The hair gods really love me. I mean, they really love me to let me write this article on hair. Let it be known that I’m no high, exquisite expert; but when it’s time to do the subject’s hair in either pencil, color pencil, or oil paint, I don’t play around.
To me, hair is the ultimate expression. I even bought a movie because the star/girl in the movie was changing her hair style in every scene. What does that tell you? Any who, let’s get to the nitty gritty of things……how to draw hair and make it look as close to realism as possible.
How to Draw Brunette Hair
As you can see in this first picture, I drew out the basics. Keep in mind I won’t draw the whole face – just the hair since that is our focus. I mostly keep it simple, making sure the contour outline is close to what the original picture is.
The next step is “coloring” the hair some. I use a 3H pencil to add some light color to the hair. I then blend or smudge the pencil into the hair by using tissue to get the effect that I’m looking for. You can also use a tortillion but tissue is preferable.
I then start to add darker tone to the subject (she’s a brunette) by using a 5B pencil. As you can see, I do not cover the whole hair with it. I leave some areas untouched. They will be the areas where light is reflected or a lighter tone of the hair will be.
The next thing I’m going to perform is smudging/blending again, but I will use a tortillion. The reason I do this is because a piece of tissue will spread the graphite of the pencil too much. I would like some of the graphite to spread, but not so much that it doesn’t illustrate strands of hair. A tortillion will isolate the graphite, limiting it as to how far it will spread from its original location.
In the final stage, I will add more darker tone and some hair strands to certain areas to make it realistic. I will also utilize the kneaded eraser here to lift certain tones from the hair and add highlights.
How to Draw Blonde Hair
Let’s do another exercise of drawing more hair! This time we will see how to draw blonde hair since it doesn’t require the same amount of graphite. This will actually be quick and fast since less work is required.
As usual, you can see that I did a quick sketch of one of my pictures of a model. Please don’t get in an uproar over how the fingers look. If this was about hands and fingers, they would be on point, but I was sketching quickly and I wanted to jump on the hair, so………..

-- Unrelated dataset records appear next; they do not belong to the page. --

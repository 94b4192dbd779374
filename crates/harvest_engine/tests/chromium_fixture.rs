//! Drives a real Chromium against a local fixture portal.
//!
//! Ignored by default; run with `--ignored` on a machine with Chrome installed.

use std::time::Duration;

use harvest_engine::{read_export, ChromiumDriver, HarvestConfig, Harvester};
use tempfile::TempDir;
use wiremock::matchers::{method, path, query_param};
use wiremock::{Mock, MockServer, ResponseTemplate};

const LOGIN_PAGE: &str = r#"<html><body>
<form action="/home" method="get">
  <input id="UserId" name="UserId"><input id="Password" name="Password" type="password">
  <button class="btn-login" type="submit">Login</button>
</form></body></html>"#;

fn listing_page(page: u32, total: u32, vehicles: &[&str]) -> String {
    let rows: String = vehicles
        .iter()
        .map(|v| {
            format!(
                "<tr><td>2024-05-01</td><td>2일</td><td>{v}</td><td>Auto</td><td>[2020] 2020.3</td>\
                 <td>Diesel</td><td>12,000 km</td><td>Black</td><td>2,100</td><td>-</td>\
                 <td>Dealer</td><td>Busan</td></tr>"
            )
        })
        .collect();
    let items: String = (1..=total)
        .map(|n| format!("<li><a href=\"?pageSize=100&page={n}\">{n}</a></li>"))
        .collect();
    let next_class = if page < total { "next" } else { "next disabled" };
    format!(
        "<html><body><table class=\"table\"><tbody>{rows}</tbody></table>\
         <ul class=\"pagination\">{items}<li class=\"{next_class}\"><a class=\"next\">»</a></li></ul>\
         </body></html>"
    )
}

async fn mount_html(server: &MockServer, route: &str, page: Option<u32>, body: String) {
    let mut mock = Mock::given(method("GET")).and(path(route));
    if let Some(page) = page {
        mock = mock.and(query_param("page", page.to_string()));
    }
    mock.respond_with(ResponseTemplate::new(200).set_body_raw(body, "text/html; charset=utf-8"))
        .mount(server)
        .await;
}

#[tokio::test]
#[ignore = "requires a local Chrome/Chromium installation"]
async fn harvests_fixture_portal_with_chromium() {
    harvest_logging::initialize_for_tests();
    let server = MockServer::start().await;
    mount_html(&server, "/User/Login", None, LOGIN_PAGE.to_string()).await;
    mount_html(&server, "/home", None, "<html><body>welcome</body></html>".to_string()).await;
    mount_html(&server, "/Car/DataSale", Some(1), listing_page(1, 2, &["Tucson", "Santa Fe"])).await;
    mount_html(&server, "/Car/DataSale", Some(2), listing_page(2, 2, &["Palisade"])).await;

    let temp = TempDir::new().unwrap();
    let text = serde_json::json!({
        "login": { "username": "fixture", "password": "fixture" },
        "site": {
            "login_url": format!("{}/User/Login", server.uri()),
            "listing_url": format!("{}/Car/DataSale", server.uri()),
        },
        "pagination": { "settle_delay_ms": 200 },
        "export": { "path": temp.path().join("listings.csv") },
        "diagnostics": { "dir": temp.path().join("diagnostics") }
    })
    .to_string();
    let config = HarvestConfig::from_json_str(&text).unwrap();

    let driver = ChromiumDriver::launch(&config.browser, Duration::from_secs(30))
        .await
        .expect("chromium launches");
    let summary = Harvester::new(config).run(Box::new(driver)).await.unwrap();

    assert_eq!(summary.row_count, 3);
    let (_, rows) = read_export(&summary.output_path, b',').unwrap();
    assert_eq!(rows[2][2], "Palisade");
    assert_eq!(rows[0][1], "2");
    assert_eq!(rows[0][5], "2020.03");
}
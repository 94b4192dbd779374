use std::fs;
use std::io::{self, Write};
use std::path::{Path, PathBuf};

use tempfile::NamedTempFile;
use thiserror::Error;

#[derive(Debug, Error)]
pub enum PersistError {
    #[error("output directory missing or not writable: {0}")]
    OutputDir(String),
    #[error("invalid output path: {0}")]
    InvalidPath(String),
    #[error("io error: {0}")]
    Io(#[from] io::Error),
}

/// Ensure output directory exists; create if missing.
pub fn ensure_output_dir(dir: &Path) -> Result<(), PersistError> {
    if dir.exists() {
        let meta = fs::metadata(dir).map_err(|e| PersistError::OutputDir(e.to_string()))?;
        if !meta.is_dir() {
            return Err(PersistError::OutputDir("path is not a directory".into()));
        }
    } else {
        fs::create_dir_all(dir).map_err(|e| PersistError::OutputDir(e.to_string()))?;
    }
    Ok(())
}

/// Split a target file path into its directory (`.` when bare) and file name.
pub fn split_target(path: &Path) -> Result<(PathBuf, String), PersistError> {
    let filename = path
        .file_name()
        .and_then(|name| name.to_str())
        .ok_or_else(|| PersistError::InvalidPath(path.display().to_string()))?
        .to_string();
    let dir = match path.parent() {
        Some(parent) if !parent.as_os_str().is_empty() => parent.to_path_buf(),
        _ => PathBuf::from("."),
    };
    Ok((dir, filename))
}

/// Atomically write content to `{dir}/{filename}` by writing a temp file then renaming.
///
/// Readers see either the previous file or the complete new one, never a partial write.
pub struct AtomicFileWriter {
    dir: PathBuf,
}

impl AtomicFileWriter {
    pub fn new(dir: PathBuf) -> Self {
        Self { dir }
    }

    /// Writer for the directory that contains `path`, plus the file name to write.
    pub fn for_target(path: &Path) -> Result<(Self, String), PersistError> {
        let (dir, filename) = split_target(path)?;
        Ok((Self::new(dir), filename))
    }

    pub fn write(&self, filename: &str, content: impl AsRef<[u8]>) -> Result<PathBuf, PersistError> {
        ensure_output_dir(&self.dir)?;

        let target = self.dir.join(filename);
        let mut tmp = NamedTempFile::new_in(&self.dir)?;
        tmp.write_all(content.as_ref())?;
        tmp.flush()?;
        tmp.as_file_mut().sync_all()?;

        // persist() renames over an existing target.
        tmp.persist(&target).map_err(|e| PersistError::Io(e.error))?;
        Ok(target)
    }
}
use crate::normalize::{clean_text, normalize_count, parse_count, split_model_year, strip_day_suffix};

/// Number of columns in every exported record.
pub const FIELD_COUNT: usize = 14;

/// Export header, in output column order.
pub const FIELD_NAMES: [&str; FIELD_COUNT] = [
    "date",
    "elapsed_days",
    "vehicle",
    "transmission",
    "model_year",
    "registration_date",
    "fuel",
    "mileage",
    "color",
    "price",
    "options",
    "dealer",
    "location",
    "remarks",
];

/// Source cells from this index on are folded into `remarks`.
const REMARKS_CELL: usize = 12;
const REMARKS_SEPARATOR: &str = " / ";

/// One normalized listing row.
#[derive(Debug, Clone, PartialEq, Eq, Default)]
pub struct Record {
    pub date: String,
    pub elapsed_days: String,
    pub vehicle: String,
    pub transmission: String,
    pub model_year: String,
    pub registration_date: String,
    pub fuel: String,
    pub mileage: Option<u64>,
    pub color: String,
    pub price: Option<u64>,
    pub options: String,
    pub dealer: String,
    pub location: String,
    pub remarks: String,
}

impl Record {
    /// Build a record from the raw cell texts of one table row.
    ///
    /// Short or malformed rows produce blanks rather than being dropped, so the
    /// column layout of the export never shifts.
    pub fn from_cells(cells: &[String]) -> Self {
        let cell = |idx: usize| cells.get(idx).map(|c| clean_text(c)).unwrap_or_default();
        let (model_year, registration_date) = split_model_year(&cell(4));
        let remarks = cells
            .iter()
            .skip(REMARKS_CELL)
            .map(|c| clean_text(c))
            .filter(|c| !c.is_empty())
            .collect::<Vec<_>>()
            .join(REMARKS_SEPARATOR);

        Self {
            date: cell(0),
            elapsed_days: strip_day_suffix(&cell(1)),
            vehicle: cell(2),
            transmission: cell(3),
            model_year,
            registration_date,
            fuel: cell(5),
            mileage: parse_count(&cell(6)),
            color: cell(7),
            price: parse_count(&cell(8)),
            options: cell(9),
            dealer: cell(10),
            location: cell(11),
            remarks,
        }
    }

    /// Field values as text in [`FIELD_NAMES`] order; absent numbers render blank.
    pub fn fields(&self) -> [String; FIELD_COUNT] {
        let number = |n: Option<u64>| n.map(|v| v.to_string()).unwrap_or_default();
        [
            self.date.clone(),
            self.elapsed_days.clone(),
            self.vehicle.clone(),
            self.transmission.clone(),
            self.model_year.clone(),
            self.registration_date.clone(),
            self.fuel.clone(),
            number(self.mileage),
            self.color.clone(),
            number(self.price),
            self.options.clone(),
            self.dealer.clone(),
            self.location.clone(),
            self.remarks.clone(),
        ]
    }

    /// Rebuild a record from exported field text (the inverse of [`Record::fields`]).
    ///
    /// Values are re-normalized, so this is the identity on exported rows.
    pub fn from_fields(fields: &[String]) -> Self {
        let field = |idx: usize| fields.get(idx).map(|c| clean_text(c)).unwrap_or_default();
        let count = |idx: usize| -> Option<u64> { normalize_count(&field(idx)).parse().ok() };
        Self {
            date: field(0),
            elapsed_days: strip_day_suffix(&field(1)),
            vehicle: field(2),
            transmission: field(3),
            model_year: field(4),
            registration_date: field(5),
            fuel: field(6),
            mileage: count(7),
            color: field(8),
            price: count(9),
            options: field(10),
            dealer: field(11),
            location: field(12),
            remarks: field(13),
        }
    }
}

/// Pagination affordance visible on a rendered listing page.
#[derive(Debug, Clone, PartialEq, Eq, Default)]
pub struct PageAffordance {
    /// Text of every pagination item, numeric or not ("«", "1", "2", "»").
    pub labels: Vec<String>,
    /// Whether an enabled "next" control exists; `None` when the page has none at all.
    pub has_next: Option<bool>,
}

/// The rendered state of one listing page, as returned by the driver.
#[derive(Debug, Clone, PartialEq, Eq, Default)]
pub struct ListingPage {
    /// 1-based page index.
    pub index: u32,
    pub rows: Vec<Vec<String>>,
    pub affordance: PageAffordance,
}

impl ListingPage {
    pub fn row_count(&self) -> usize {
        self.rows.len()
    }

    /// Content fingerprint used to tell whether a navigation actually took effect.
    pub fn signature(&self) -> Option<String> {
        page_signature(&self.rows)
    }
}

/// Fingerprint of a page's rows: row count plus first and last row text.
///
/// `None` for an empty page.
pub fn page_signature(rows: &[Vec<String>]) -> Option<String> {
    let join = |row: &Vec<String>| {
        row.iter()
            .map(|c| clean_text(c))
            .collect::<Vec<_>>()
            .join("\u{1f}")
    };
    let first = rows.first()?;
    let last = rows.last().unwrap_or(first);
    Some(format!("{}|{}|{}", rows.len(), join(first), join(last)))
}

/// Row Extractor: one record per rendered row, in page order.
pub fn extract_records(page: &ListingPage) -> Vec<Record> {
    page.rows.iter().map(|row| Record::from_cells(row)).collect()
}

/// Accumulated records of one run. Grows monotonically, page by page.
#[derive(Debug, Clone, PartialEq, Eq, Default)]
pub struct HarvestResult {
    records: Vec<Record>,
    pages: u32,
}

impl HarvestResult {
    pub fn new() -> Self {
        Self::default()
    }

    pub fn header(&self) -> [&'static str; FIELD_COUNT] {
        FIELD_NAMES
    }

    pub fn push_page(&mut self, records: Vec<Record>) {
        self.records.extend(records);
        self.pages += 1;
    }

    pub fn records(&self) -> &[Record] {
        &self.records
    }

    pub fn page_count(&self) -> u32 {
        self.pages
    }

    pub fn len(&self) -> usize {
        self.records.len()
    }

    pub fn is_empty(&self) -> bool {
        self.records.is_empty()
    }
}
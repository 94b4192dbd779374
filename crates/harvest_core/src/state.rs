use std::fmt;

use crate::pagination::PaginationState;
use crate::record::HarvestResult;
use crate::retry::RetryPolicy;
use crate::view_model::HarvestView;

/// Loop-level knobs that the pure state machine needs.
#[derive(Debug, Clone, PartialEq)]
pub struct HarvestSettings {
    /// Safety bound on pages visited when the total cannot be discovered.
    pub max_pages: u32,
    pub retry: RetryPolicy,
}

impl Default for HarvestSettings {
    fn default() -> Self {
        Self {
            max_pages: 500,
            retry: RetryPolicy::default(),
        }
    }
}

#[derive(Debug, Clone, PartialEq, Eq)]
pub enum HarvestFailure {
    Authentication { reason: String },
    Navigation { page: u32, attempts: u32, message: String },
    Stalled { page: u32, attempts: u32 },
    Export { reason: String },
}

impl fmt::Display for HarvestFailure {
    fn fmt(&self, f: &mut fmt::Formatter<'_>) -> fmt::Result {
        match self {
            HarvestFailure::Authentication { reason } => write!(f, "authentication failed: {reason}"),
            HarvestFailure::Navigation {
                page,
                attempts,
                message,
            } => write!(
                f,
                "navigation to page {page} failed after {attempts} retries: {message}"
            ),
            HarvestFailure::Stalled { page, attempts } => {
                write!(f, "page {page} stalled after {attempts} retries")
            }
            HarvestFailure::Export { reason } => write!(f, "export failed: {reason}"),
        }
    }
}

#[derive(Debug, Clone, PartialEq, Eq, Default)]
pub enum Phase {
    #[default]
    Idle,
    Authenticating,
    PageLoading,
    Extracting,
    Exporting,
    Done,
    Failed(HarvestFailure),
}

/// The step currently being attempted; a retry re-runs exactly this step.
#[derive(Debug, Clone, PartialEq, Eq)]
pub(crate) enum PendingStep {
    Prepare,
    Advance(PaginationState),
}

impl PendingStep {
    pub(crate) fn target_page(&self) -> u32 {
        match self {
            PendingStep::Prepare => 1,
            PendingStep::Advance(from) => from.current_page + 1,
        }
    }
}

#[derive(Debug, Clone, PartialEq)]
pub struct HarvestState {
    pub(crate) settings: HarvestSettings,
    pub(crate) phase: Phase,
    pub(crate) pagination: PaginationState,
    pub(crate) result: HarvestResult,
    pub(crate) pending: PendingStep,
    pub(crate) failures: u32,
    pub(crate) rows_exported: Option<usize>,
}

impl HarvestState {
    pub fn new(settings: HarvestSettings) -> Self {
        Self {
            settings,
            phase: Phase::Idle,
            pagination: PaginationState::new(),
            result: HarvestResult::new(),
            pending: PendingStep::Prepare,
            failures: 0,
            rows_exported: None,
        }
    }

    pub fn phase(&self) -> &Phase {
        &self.phase
    }

    pub fn pagination(&self) -> &PaginationState {
        &self.pagination
    }

    /// Rows written by the exporter once the run is done.
    pub fn rows_exported(&self) -> Option<usize> {
        self.rows_exported
    }

    pub fn view(&self) -> HarvestView {
        HarvestView {
            phase: self.phase.clone(),
            current_page: self.pagination.current_page,
            total_pages: self.pagination.total_pages,
            rows: self.result.len(),
            pages_harvested: self.result.page_count(),
            retries_used: self.failures,
        }
    }
}
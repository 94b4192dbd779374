//! Field normalization for raw listing cell text.
//!
//! Every function here is pure and idempotent: feeding a normalized value back
//! in yields the same value.

use std::sync::OnceLock;

use regex::Regex;

fn count_pattern() -> &'static Regex {
    static PATTERN: OnceLock<Regex> = OnceLock::new();
    PATTERN.get_or_init(|| Regex::new(r"\d[\d,]*").expect("valid count pattern"))
}

/// A day unit directly after a digit or a space; words like "Sunday" never match.
fn day_suffix_pattern() -> &'static Regex {
    static PATTERN: OnceLock<Regex> = OnceLock::new();
    PATTERN.get_or_init(|| Regex::new(r"(?i)[\d\s](?:days?|일)$").expect("valid day suffix pattern"))
}

fn year_registration_pattern() -> &'static Regex {
    static PATTERN: OnceLock<Regex> = OnceLock::new();
    PATTERN.get_or_init(|| {
        Regex::new(r"\[\s*(\d{4})\s*\](?:\s*,?\s*(\d{4})(?:\s*\.\s*(\d{1,2}))?)?")
            .expect("valid year/registration pattern")
    })
}

/// Trim surrounding whitespace and collapse internal whitespace runs to one space.
pub fn clean_text(raw: &str) -> String {
    raw.split_whitespace().collect::<Vec<_>>().join(" ")
}

/// Strip trailing day-unit suffixes ("3 days", "12일") from an elapsed-days cell.
pub fn strip_day_suffix(raw: &str) -> String {
    let mut text = clean_text(raw);
    while let Some(found) = day_suffix_pattern().find(&text) {
        let boundary = text[found.start()..]
            .chars()
            .next()
            .map_or(0, char::len_utf8);
        text = text[..found.start() + boundary].trim_end().to_string();
    }
    text
}

/// Parse the first run of digits and grouping separators as an integer.
///
/// Returns `None` when the cell has no digits; zero is a real value and is
/// never used to mean "absent".
pub fn parse_count(raw: &str) -> Option<u64> {
    let found = count_pattern().find(raw)?;
    let digits: String = found.as_str().chars().filter(char::is_ascii_digit).collect();
    digits.parse().ok()
}

/// Render [`parse_count`] back to cell text: the integer, or blank when absent.
pub fn normalize_count(raw: &str) -> String {
    parse_count(raw).map(|n| n.to_string()).unwrap_or_default()
}

/// Split the combined `[YYYY] , YYYY.MM` cell into model year and registration date.
///
/// The registration date is only filled when both its year and month are present,
/// and the month is zero-padded (`2019.5` becomes `2019.05`).
pub fn split_model_year(raw: &str) -> (String, String) {
    let text = clean_text(raw);
    let Some(caps) = year_registration_pattern().captures(&text) else {
        return (String::new(), String::new());
    };
    let model_year = caps
        .get(1)
        .map(|m| m.as_str().to_string())
        .unwrap_or_default();
    let registration = match (caps.get(2), caps.get(3)) {
        (Some(year), Some(month)) => format!("{}.{:0>2}", year.as_str(), month.as_str()),
        _ => String::new(),
    };
    (model_year, registration)
}

#[cfg(test)]
mod tests {
    use super::*;

    #[test]
    fn day_suffix_is_stripped_repeatedly() {
        assert_eq!(strip_day_suffix("3 days"), "3");
        assert_eq!(strip_day_suffix("1 Day"), "1");
        assert_eq!(strip_day_suffix("12일"), "12");
        assert_eq!(strip_day_suffix("5 days days"), "5");
        assert_eq!(strip_day_suffix("   "), "");
    }

    #[test]
    fn count_ignores_trailing_units() {
        assert_eq!(parse_count("1,250만원"), Some(1250));
        assert_eq!(parse_count("0 km"), Some(0));
        assert_eq!(parse_count("문의"), None);
    }
}
//! Run configuration: credentials, site contract and loop tuning.
//!
//! Loaded once per run from a `.json` or `.ron` file and treated read-only.

use std::fmt;
use std::fs;
use std::path::{Path, PathBuf};
use std::str::FromStr;
use std::time::Duration;

use harvest_core::{HarvestSettings, RetryPolicy};
use serde::Deserialize;
use thiserror::Error;

#[derive(Debug, Error)]
pub enum ConfigError {
    #[error("failed to read config {path:?}: {source}")]
    Read {
        path: PathBuf,
        source: std::io::Error,
    },
    #[error("failed to parse config: {0}")]
    Parse(String),
    #[error("invalid config: {0}")]
    Invalid(String),
}

#[derive(Clone, Deserialize)]
pub struct Credentials {
    pub username: String,
    pub password: String,
}

impl fmt::Debug for Credentials {
    fn fmt(&self, f: &mut fmt::Formatter<'_>) -> fmt::Result {
        f.debug_struct("Credentials")
            .field("username", &self.username)
            .field("password", &"<redacted>")
            .finish()
    }
}

/// Fixed contract of the target portal: URLs and selectors.
#[derive(Debug, Clone, Deserialize)]
#[serde(default)]
pub struct SiteProfile {
    pub login_url: String,
    pub listing_url: String,
    /// Substring of the login page URL; still matching it after submit means rejection.
    pub login_url_pattern: String,
    pub username_selector: String,
    pub password_selector: String,
    pub submit_selector: String,
    pub row_selector: String,
    pub pagination_selector: String,
    pub next_selector: String,
    pub page_param: String,
    pub page_size_param: Option<String>,
    pub page_size: u32,
    pub page_size_toggle_selector: String,
    pub page_size_option_selector: String,
    pub page_size_option_label: String,
    pub page_jump_function: String,
}

impl Default for SiteProfile {
    fn default() -> Self {
        Self {
            login_url: "https://www.carmanager.co.kr/User/Login/?returnurl=%2fCar%2fDataSale"
                .to_string(),
            listing_url: "https://www.carmanager.co.kr/Car/DataSale".to_string(),
            login_url_pattern: "Login".to_string(),
            username_selector: "#UserId".to_string(),
            password_selector: "#Password".to_string(),
            submit_selector: ".btn-login".to_string(),
            row_selector: "table.table tbody tr".to_string(),
            pagination_selector: ".pagination li".to_string(),
            next_selector: ".pagination a.next, .pagination li.next a".to_string(),
            page_param: "page".to_string(),
            page_size_param: Some("pageSize".to_string()),
            page_size: 100,
            page_size_toggle_selector: ".page-size .dropdown-toggle".to_string(),
            page_size_option_selector: ".page-size .dropdown-menu li".to_string(),
            page_size_option_label: "100".to_string(),
            page_jump_function: "goPage".to_string(),
        }
    }
}

#[derive(Debug, Clone, Copy, PartialEq, Eq, Default, Deserialize)]
#[serde(rename_all = "snake_case")]
pub enum PaginationVariant {
    /// Page index in a query parameter; each page is a full navigation.
    #[default]
    UrlParameter,
    /// Click the page-number control labelled `current + 1`.
    IndexClick,
    /// Pick "100 per page" once, then call the page-jump function.
    PageSizeSubmit,
}

impl FromStr for PaginationVariant {
    type Err = ConfigError;

    fn from_str(s: &str) -> Result<Self, Self::Err> {
        match s.trim().to_ascii_lowercase().replace('-', "_").as_str() {
            "url_parameter" | "url" => Ok(PaginationVariant::UrlParameter),
            "index_click" | "click" => Ok(PaginationVariant::IndexClick),
            "page_size_submit" | "page_size" => Ok(PaginationVariant::PageSizeSubmit),
            other => Err(ConfigError::Invalid(format!(
                "unknown pagination variant '{other}'"
            ))),
        }
    }
}

#[derive(Debug, Clone, Deserialize)]
#[serde(default)]
pub struct PaginationConfig {
    pub variant: PaginationVariant,
    pub max_pages: u32,
    pub settle_delay_ms: u64,
}

impl Default for PaginationConfig {
    fn default() -> Self {
        Self {
            variant: PaginationVariant::default(),
            max_pages: 500,
            settle_delay_ms: 2000,
        }
    }
}

#[derive(Debug, Clone, Deserialize)]
#[serde(default)]
pub struct RetryConfig {
    pub max_attempts: u32,
    pub initial_backoff_ms: u64,
    pub backoff_multiplier: f64,
    pub max_backoff_ms: u64,
}

impl Default for RetryConfig {
    fn default() -> Self {
        let policy = RetryPolicy::default();
        Self {
            max_attempts: policy.max_attempts,
            initial_backoff_ms: policy.initial_backoff.as_millis() as u64,
            backoff_multiplier: policy.multiplier,
            max_backoff_ms: policy.max_backoff.as_millis() as u64,
        }
    }
}

impl RetryConfig {
    pub fn policy(&self) -> RetryPolicy {
        RetryPolicy {
            max_attempts: self.max_attempts,
            initial_backoff: Duration::from_millis(self.initial_backoff_ms),
            multiplier: self.backoff_multiplier,
            max_backoff: Duration::from_millis(self.max_backoff_ms),
        }
    }
}

#[derive(Debug, Clone, Deserialize)]
#[serde(default)]
pub struct TimeoutConfig {
    pub navigation_ms: u64,
    pub element_ms: u64,
}

impl Default for TimeoutConfig {
    fn default() -> Self {
        Self {
            navigation_ms: 60_000,
            element_ms: 10_000,
        }
    }
}

impl TimeoutConfig {
    pub fn navigation(&self) -> Duration {
        Duration::from_millis(self.navigation_ms)
    }

    pub fn element(&self) -> Duration {
        Duration::from_millis(self.element_ms)
    }
}

#[derive(Debug, Clone, Deserialize)]
#[serde(default)]
pub struct ExportConfig {
    pub path: PathBuf,
    pub delimiter: char,
    pub summary_path: Option<PathBuf>,
}

impl Default for ExportConfig {
    fn default() -> Self {
        Self {
            path: PathBuf::from("carmanager_data.csv"),
            delimiter: ',',
            summary_path: None,
        }
    }
}

#[derive(Debug, Clone, Deserialize)]
#[serde(default)]
pub struct DiagnosticsConfig {
    pub enabled: bool,
    pub dir: PathBuf,
}

impl Default for DiagnosticsConfig {
    fn default() -> Self {
        Self {
            enabled: true,
            dir: PathBuf::from("diagnostics"),
        }
    }
}

#[derive(Debug, Clone, Deserialize)]
#[serde(default)]
pub struct BrowserSettings {
    pub executable: Option<PathBuf>,
    pub headless: bool,
    pub window_width: u32,
    pub window_height: u32,
}

impl Default for BrowserSettings {
    fn default() -> Self {
        Self {
            executable: None,
            headless: true,
            window_width: 1024,
            window_height: 768,
        }
    }
}

#[derive(Debug, Clone, Deserialize)]
pub struct HarvestConfig {
    pub login: Credentials,
    #[serde(default)]
    pub site: SiteProfile,
    #[serde(default)]
    pub pagination: PaginationConfig,
    #[serde(default)]
    pub retry: RetryConfig,
    #[serde(default)]
    pub timeouts: TimeoutConfig,
    #[serde(default)]
    pub export: ExportConfig,
    #[serde(default)]
    pub diagnostics: DiagnosticsConfig,
    #[serde(default)]
    pub browser: BrowserSettings,
}

impl HarvestConfig {
    /// Load and validate a config file; the format follows the extension.
    pub fn load(path: &Path) -> Result<Self, ConfigError> {
        let text = fs::read_to_string(path).map_err(|source| ConfigError::Read {
            path: path.to_path_buf(),
            source,
        })?;
        let extension = path
            .extension()
            .and_then(|ext| ext.to_str())
            .map(str::to_ascii_lowercase);
        match extension.as_deref() {
            Some("json") => Self::from_json_str(&text),
            Some("ron") => Self::from_ron_str(&text),
            _ => Err(ConfigError::Invalid(format!(
                "unsupported config format for {path:?}; expected .json or .ron"
            ))),
        }
    }

    pub fn from_json_str(text: &str) -> Result<Self, ConfigError> {
        let config: Self =
            serde_json::from_str(text).map_err(|e| ConfigError::Parse(e.to_string()))?;
        config.validate()?;
        Ok(config)
    }

    pub fn from_ron_str(text: &str) -> Result<Self, ConfigError> {
        let config: Self = ron::from_str(text).map_err(|e| ConfigError::Parse(e.to_string()))?;
        config.validate()?;
        Ok(config)
    }

    pub fn validate(&self) -> Result<(), ConfigError> {
        if self.login.username.trim().is_empty() {
            return Err(ConfigError::Invalid("login.username is empty".into()));
        }
        if self.pagination.max_pages == 0 {
            return Err(ConfigError::Invalid("pagination.max_pages must be at least 1".into()));
        }
        if !self.export.delimiter.is_ascii() || matches!(self.export.delimiter, '"' | '\n' | '\r') {
            return Err(ConfigError::Invalid(format!(
                "export.delimiter {:?} must be a single ASCII character other than a quote or newline",
                self.export.delimiter
            )));
        }
        let jump = &self.site.page_jump_function;
        let valid_jump = !jump.is_empty()
            && jump
                .chars()
                .all(|c| c.is_ascii_alphanumeric() || matches!(c, '_' | '$' | '.'));
        if !valid_jump {
            return Err(ConfigError::Invalid(format!(
                "site.page_jump_function '{jump}' is not a plain function name"
            )));
        }
        url::Url::parse(&self.site.login_url)
            .map_err(|e| ConfigError::Invalid(format!("site.login_url: {e}")))?;
        url::Url::parse(&self.site.listing_url)
            .map_err(|e| ConfigError::Invalid(format!("site.listing_url: {e}")))?;
        Ok(())
    }

    /// Export delimiter as a byte; `validate` guarantees it is ASCII.
    pub fn delimiter(&self) -> u8 {
        u8::try_from(self.export.delimiter).unwrap_or(b',')
    }

    pub fn settle_delay(&self) -> Duration {
        Duration::from_millis(self.pagination.settle_delay_ms)
    }

    pub fn harvest_settings(&self) -> HarvestSettings {
        HarvestSettings {
            max_pages: self.pagination.max_pages,
            retry: self.retry.policy(),
        }
    }
}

First thing I do, like in the first example, is “color” the hair. But in this case, I use a lighter pencil (5H). I then use a 3B pencil to add some dark tone to the top of her hair, followed by some smudging/blending.
I then use that same 3B pencil to add JUST A FEW hair strands to the subject. You can also interpret this as me adding small dark tones to the blonde hair followed by smudging of the tortillion. It may be important to add some of the darker tones on the tips/end of the strand hairs to show some contrast.
The hair at this stage is basically done. If the rest of the picture was to be completed, then the hair would fall right into place.
Once you, yourself, can go through this stage with no problem mastering the technique of creating hair, the hair gods will find favor with you as well.